37 Он же сказал им в ответ: сеющий доброе семя есть Сын Человеческий;
38 поле есть мир; доброе семя, это сыны Царствия, а плевелы – сыны лукавого;
39 враг, посеявший их, есть диавол; жатва есть кончина века, а жнецы суть Ангелы.
40 Посему как собирают плевелы и огнем сжигают, так будет при кончине века сего:
41 пошлет Сын Человеческий Ангелов Своих, и соберут из Царства Его все соблазны и делающих беззаконие,
42 и ввергнут их в печь огненную; там будет плач и скрежет зубов;
43 тогда праведники воссияют, как солнце, в Царстве Отца их. Кто имеет уши слышать, да слышит!

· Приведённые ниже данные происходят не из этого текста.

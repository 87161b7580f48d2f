//! Gradient `.ggr` (spec §6): line-oriented UTF-8, magic `"GIMP Gradient"`,
//! `Name: …`, segment count, then one segment per line: 11 floats plus
//! optional trailing ints.

use crate::error::{Error, Result};

const MAGIC: &str = "GIMP Gradient";

#[derive(Clone, Copy, Debug, PartialEq)]
pub struct Rgba(pub f32, pub f32, pub f32, pub f32);

#[derive(Clone, Debug, PartialEq)]
pub struct GradientSegment {
    pub left_position: f32,
    pub middle_position: f32,
    pub right_position: f32,
    pub left_color: Rgba,
    pub right_color: Rgba,
    pub blend_func: Option<i32>,
    pub color_type: Option<i32>,
    pub left_color_type: Option<i32>,
    pub right_color_type: Option<i32>,
}

impl GradientSegment {
    fn decode(line: &str) -> Result<Self> {
        let fields: Vec<&str> = line.split(' ').collect();
        if fields.len() < 11 || fields.len() > 15 {
            return Err(Error::InvalidString { offset: 0 });
        }
        let f = |i: usize| -> Result<f32> { fields[i].parse().map_err(|_| Error::InvalidString { offset: i }) };
        let int_at = |i: usize| -> Option<i32> { fields.get(i).and_then(|s| s.parse().ok()) };

        Ok(GradientSegment {
            left_position: f(0)?,
            middle_position: f(1)?,
            right_position: f(2)?,
            left_color: Rgba(f(3)?, f(4)?, f(5)?, f(6)?),
            right_color: Rgba(f(7)?, f(8)?, f(9)?, f(10)?),
            blend_func: int_at(11),
            color_type: int_at(12),
            left_color_type: int_at(13),
            right_color_type: int_at(14),
        })
    }

    fn encode(&self) -> String {
        let mut fields = vec![
            format!("{:.6}", self.left_position),
            format!("{:.6}", self.middle_position),
            format!("{:.6}", self.right_position),
        ];
        for channel in [self.left_color.0, self.left_color.1, self.left_color.2, self.left_color.3] {
            fields.push(format!("{channel:.6}"));
        }
        for channel in [self.right_color.0, self.right_color.1, self.right_color.2, self.right_color.3] {
            fields.push(format!("{channel:.6}"));
        }
        if let Some(blend_func) = self.blend_func {
            fields.push(blend_func.to_string());
            if let Some(color_type) = self.color_type {
                fields.push(color_type.to_string());
                if let Some(left) = self.left_color_type {
                    fields.push(left.to_string());
                    if let Some(right) = self.right_color_type {
                        fields.push(right.to_string());
                    }
                }
            }
        }
        fields.join(" ")
    }
}

#[derive(Clone, Debug, PartialEq)]
pub struct GgrGradient {
    pub name: String,
    pub segments: Vec<GradientSegment>,
}

impl GgrGradient {
    pub fn from_bytes(data: &[u8]) -> Result<Self> {
        let text = std::str::from_utf8(data).map_err(|_| Error::InvalidString { offset: 0 })?;
        let lines: Vec<&str> = text.lines().map(str::trim).collect();

        if lines.first() != Some(&MAGIC) {
            return Err(Error::BadMagic { offset: 0 });
        }
        let name = lines
            .get(1)
            .and_then(|l| l.split_once(':'))
            .map(|(_, rest)| rest.trim().to_string())
            .ok_or(Error::InvalidString { offset: 0 })?;
        let num_segments: usize =
            lines.get(2).and_then(|s| s.parse().ok()).ok_or(Error::InvalidString { offset: 0 })?;

        let mut segments = Vec::with_capacity(num_segments);
        for i in 0..num_segments {
            let line = lines.get(3 + i).ok_or(Error::Truncated { offset: 0, needed: 1, available: 0 })?;
            segments.push(GradientSegment::decode(line)?);
        }

        Ok(GgrGradient { name, segments })
    }

    pub fn to_bytes(&self) -> Vec<u8> {
        let mut lines = vec![MAGIC.to_string(), format!("Name: {}", self.name), self.segments.len().to_string()];
        lines.extend(self.segments.iter().map(GradientSegment::encode));
        let mut text = lines.join("\n");
        text.push('\n');
        text.into_bytes()
    }
}

#[cfg(test)]
mod tests {
    use super::*;

    #[test]
    fn round_trips_segments() {
        let gradient = GgrGradient {
            name: "Plasma".to_string(),
            segments: vec![GradientSegment {
                left_position: 0.0,
                middle_position: 0.5,
                right_position: 1.0,
                left_color: Rgba(0.0, 0.0, 0.0, 1.0),
                right_color: Rgba(1.0, 1.0, 1.0, 1.0),
                blend_func: Some(0),
                color_type: Some(0),
                left_color_type: None,
                right_color_type: None,
            }],
        };
        let encoded = gradient.to_bytes();
        assert_eq!(GgrGradient::from_bytes(&encoded).unwrap(), gradient);
    }
}
#[test]
fn join_without_filter_never_excludes_base_rows() {
    let (schema, graph) = fixtures();
    let c = compose(&schema, &graph).join("children", vec![]).unwrap();
    let (sql, params) = c.to_sql().unwrap();
    assert!(sql.contains(
        "LEFT JOIN \"children\" AS \"children__j0\" ON \
         \"children__j0\".\"parent_id\" = \"parents\".\"id\""
    ));
    assert!(sql.contains("AS \"children__j0$age\""));
    // No WHERE anywhere: the outer wrapper must not reduce the parent set.
    assert!(!sql.contains("WHERE"));
    assert!(params.is_empty());
}

#[test]
fn join_local_filters_stay_in_on_clause() {
    let (schema, graph) = fixtures();
    let c = compose(&schema, &graph)
        .join("children", vec![predicates! { "age__lt" => 18 }])
        .unwrap();
    let (sql, params) = c.to_sql().unwrap();
    assert!(sql.contains("ON \"children__j0\".\"parent_id\" = \"parents\".\"id\" AND \
                          (\"children__j0\".\"age\" < $1)"));
    assert!(!sql.contains("WHERE"));
    assert_eq!(params.len(), 1);
}

#[test]
fn joined_filter_excludes_at_base_granularity_and_restricts_children() {
    let (schema, graph) = fixtures();
    let c = compose(&schema, &graph)
        .join("children", vec![])
        .unwrap()
        .filter([predicates! { "children__age__gte" => 10 }])
        .unwrap()
        .order_by("id", Direction::Asc)
        .unwrap()
        .limit(0, 2);
    let (sql, params) = c.to_sql().unwrap();

    // Base rows are filtered before the limit via a correlated EXISTS...
    assert!(sql.contains(
        "EXISTS (SELECT 1 FROM \"children\" AS \"children__j0\" WHERE \
         \"children__j0\".\"parent_id\" = \"parents\".\"id\" AND \
         \"children__j0\".\"age\" >= $1)"
    ));
    assert!(sql.contains("LIMIT 2"));
    // ...and the joined wrapper re-applies the predicate so only matching
    // children hydrate.
    assert!(sql.contains("WHERE \"children__j0\".\"age\" >= $2"));
    assert!(sql.contains("ORDER BY \"parents\".\"id\" ASC"));
    assert_eq!(params, vec![Value::Int(10), Value::Int(10)]);
    assert_eq!(placeholder_sequence(&sql), vec![1, 2]);
}
//! Postgres DDL generation.
//!
//! Schema statements generated from the same [`DataType`] vocabulary the
//! query compiler uses. Statement *execution* (the migration subsystem) is a
//! separate concern; these functions only produce text.

use crate::ident;
use crate::schema::{ColumnSchema, DataType, TableSchema};
use crate::value::Value;

/// Render a value as a SQL literal for a DEFAULT clause.
///
/// DDL statements take no parameter array, so defaults are the one place a
/// value enters statement text; strings escape `'` by doubling.
fn quote_literal(value: &Value) -> String {
    match value {
        Value::Null => "NULL".to_string(),
        Value::Bool(b) => if *b { "TRUE" } else { "FALSE" }.to_string(),
        Value::Int(n) => n.to_string(),
        Value::Float(f) => f.to_string(),
        Value::Text(s) => format!("'{}'", s.replace('\'', "''")),
        Value::Timestamp(t) => format!("'{}'", t.to_rfc3339()),
        Value::Date(d) => format!("'{d}'"),
        Value::Uuid(u) => format!("'{u}'"),
        Value::Json(j) => format!("'{}'", j.to_string().replace('\'', "''")),
        Value::Bytes(_) | Value::Array(_) => "NULL".to_string(),
    }
}

/// Render one column definition.
pub fn generate_column_definition(column: &ColumnSchema) -> String {
    let data_type = if column.auto_increment && !column.data_type.is_serial() {
        match column.data_type {
            DataType::BigInt => DataType::BigSerial.sql_name(),
            _ => DataType::Serial.sql_name(),
        }
    } else {
        column.data_type.sql_name()
    };
    let mut sql = format!("{} {data_type}", ident::quote(&column.name));
    if column.is_array {
        sql.push_str("[]");
    }
    if !column.nullable {
        sql.push_str(" NOT NULL");
    }
    if column.unique && !column.primary_key {
        sql.push_str(" UNIQUE");
    }
    if let Some(default) = &column.default_value {
        sql.push_str(" DEFAULT ");
        sql.push_str(&quote_literal(default));
    }
    sql
}

pub fn generate_create_table_query(table: &TableSchema) -> String {
    let mut defs: Vec<String> = table.columns.iter().map(generate_column_definition).collect();
    let pk_cols: Vec<String> = table
        .columns
        .iter()
        .filter(|c| c.primary_key)
        .map(|c| ident::quote(&c.name))
        .collect();
    if !pk_cols.is_empty() {
        defs.push(format!("PRIMARY KEY ({})", pk_cols.join(", ")));
    }
    format!(
        "CREATE TABLE IF NOT EXISTS {} ({})",
        ident::quote(&table.name),
        defs.join(", ")
    )
}

pub fn generate_drop_table_query(table: &str) -> String {
    format!("DROP TABLE IF EXISTS {}", ident::quote(table))
}

pub fn generate_add_column_query(table: &str, column: &ColumnSchema) -> String {
    format!(
        "ALTER TABLE {} ADD COLUMN {}",
        ident::quote(table),
        generate_column_definition(column)
    )
}

pub fn generate_drop_column_query(table: &str, column: &str) -> String {
    format!(
        "ALTER TABLE {} DROP COLUMN {}",
        ident::quote(table),
        ident::quote(column)
    )
}

pub fn generate_alter_column_query(table: &str, column: &ColumnSchema) -> String {
    let mut sql = format!(
        "ALTER TABLE {} ALTER COLUMN {} TYPE {}",
        ident::quote(table),
        ident::quote(&column.name),
        column.data_type.sql_name()
    );
    if column.is_array {
        sql.push_str("[]");
    }
    sql.push_str(&format!(
        ", ALTER COLUMN {} {}",
        ident::quote(&column.name),
        if column.nullable {
            "DROP NOT NULL"
        } else {
            "SET NOT NULL"
        }
    ));
    sql
}

pub fn generate_create_index_query(table: &str, column: &str, unique: bool) -> String {
    format!(
        "CREATE {}INDEX IF NOT EXISTS {} ON {} ({})",
        if unique { "UNIQUE " } else { "" },
        ident::quote(&format!("{table}_{column}_idx")),
        ident::quote(table),
        ident::quote(column)
    )
}

pub fn generate_drop_index_query(table: &str, column: &str) -> String {
    format!(
        "DROP INDEX IF EXISTS {}",
        ident::quote(&format!("{table}_{column}_idx"))
    )
}

pub fn generate_create_sequence_query(table: &str, column: &str) -> String {
    format!(
        "CREATE SEQUENCE IF NOT EXISTS {}",
        ident::quote(&format!("{table}_{column}_seq"))
    )
}

pub fn generate_drop_sequence_query(table: &str, column: &str) -> String {
    format!(
        "DROP SEQUENCE IF EXISTS {}",
        ident::quote(&format!("{table}_{column}_seq"))
    )
}

pub fn generate_foreign_key_query(
    table: &str,
    column: &str,
    ref_table: &str,
    ref_column: &str,
) -> String {
    format!(
        "ALTER TABLE {} ADD CONSTRAINT {} FOREIGN KEY ({}) REFERENCES {} ({})",
        ident::quote(table),
        ident::quote(&format!("{table}_{column}_fkey")),
        ident::quote(column),
        ident::quote(ref_table),
        ident::quote(ref_column)
    )
}
//! Error types for pgcompose

use thiserror::Error;

/// Result type alias for pgcompose operations
pub type ComposeResult<T> = Result<T, ComposeError>;

/// Error types for query composition and execution
#[derive(Debug, Error)]
pub enum ComposeError {
    /// Relationship name could not be resolved against the graph
    #[error("Unknown relationship: {0}")]
    UnknownRelationship(String),

    /// Table is not registered in the schema
    #[error("Unknown table: {0}")]
    UnknownTable(String),

    /// Ordering requested on a standalone aggregate composer
    #[error("Cannot order a standalone aggregate query by '{0}'")]
    AggregateOrdering(String),

    /// Invalid builder input (bad identifier, empty update set, ...)
    #[error("Validation error: {0}")]
    Validation(String),

    /// Query execution error
    #[error("Query error: {0}")]
    Query(#[from] tokio_postgres::Error),

    /// Row decode/mapping error
    #[error("Decode error on column '{column}': {message}")]
    Decode { column: String, message: String },

    /// Connection error
    #[error("Connection error: {0}")]
    Connection(String),

    /// Row not found
    #[error("Not found: {0}")]
    NotFound(String),
}

impl ComposeError {
    /// Create a decode error for a specific column
    pub fn decode(column: impl Into<String>, message: impl Into<String>) -> Self {
        Self::Decode {
            column: column.into(),
            message: message.into(),
        }
    }

    /// Create a validation error
    pub fn validation(message: impl Into<String>) -> Self {
        Self::Validation(message.into())
    }

    /// Create an unknown-relationship error
    pub fn unknown_relationship(name: impl Into<String>) -> Self {
        Self::UnknownRelationship(name.into())
    }

    /// Check if this is an unknown-relationship error
    pub fn is_unknown_relationship(&self) -> bool {
        matches!(self, Self::UnknownRelationship(_))
    }

    /// Check if this is a not found error
    pub fn is_not_found(&self) -> bool {
        matches!(self, Self::NotFound(_))
    }
}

44 Еще подобно Царство Небесное сокровищу, скрытому на поле, которое, найдя, человек утаил, и от радости о нем идет и продает все, что имеет, и покупает поле то.
45 Еще подобно Царство Небесное купцу, ищущему хороших жемчужин,
46 который, найдя одну драгоценную жемчужину, пошел и продал все, что имел, и купил ее.
47 Еще подобно Царство Небесное неводу, закинутому в море и захватившему рыб всякого рода,
48 который, когда наполнился, вытащили на берег и, сев, хорошее собрали в сосуды, а худое выбросили вон.
49 Так будет при кончине века: изыдут Ангелы, и отделят злых из среды праведных,
50 и ввергнут их в печь огненную: там будет плач и скрежет зубов.
51 И спросил их Иисус: поняли ли вы все это? Они говорят Ему: так, Господи!
52 Он же сказал им: поэтому всякий книжник, наученный Царству Небесному, подобен хозяину, который выносит из сокровищницы своей новое и старое.
53 И, когда окончил Иисус притчи сии, пошел оттуда.
54 И, придя в отечество Свое, учил их в синагоге их, так что они изумлялись и говорили: откуда у Него такая премудрость и силы?
55 не плотников ли Он сын? не Его ли Мать называется Мария, и братья Его Иаков и Иосий, и Симон, и Иуда?
56 и сестры Его не все ли между нами? откуда же у Него все это?
57 И соблазнялись о Нем. Иисус же сказал им: не бывает пророк без чести, разве только в отечестве своем и в доме своем.
58 И не совершил там многих чудес по неверию их.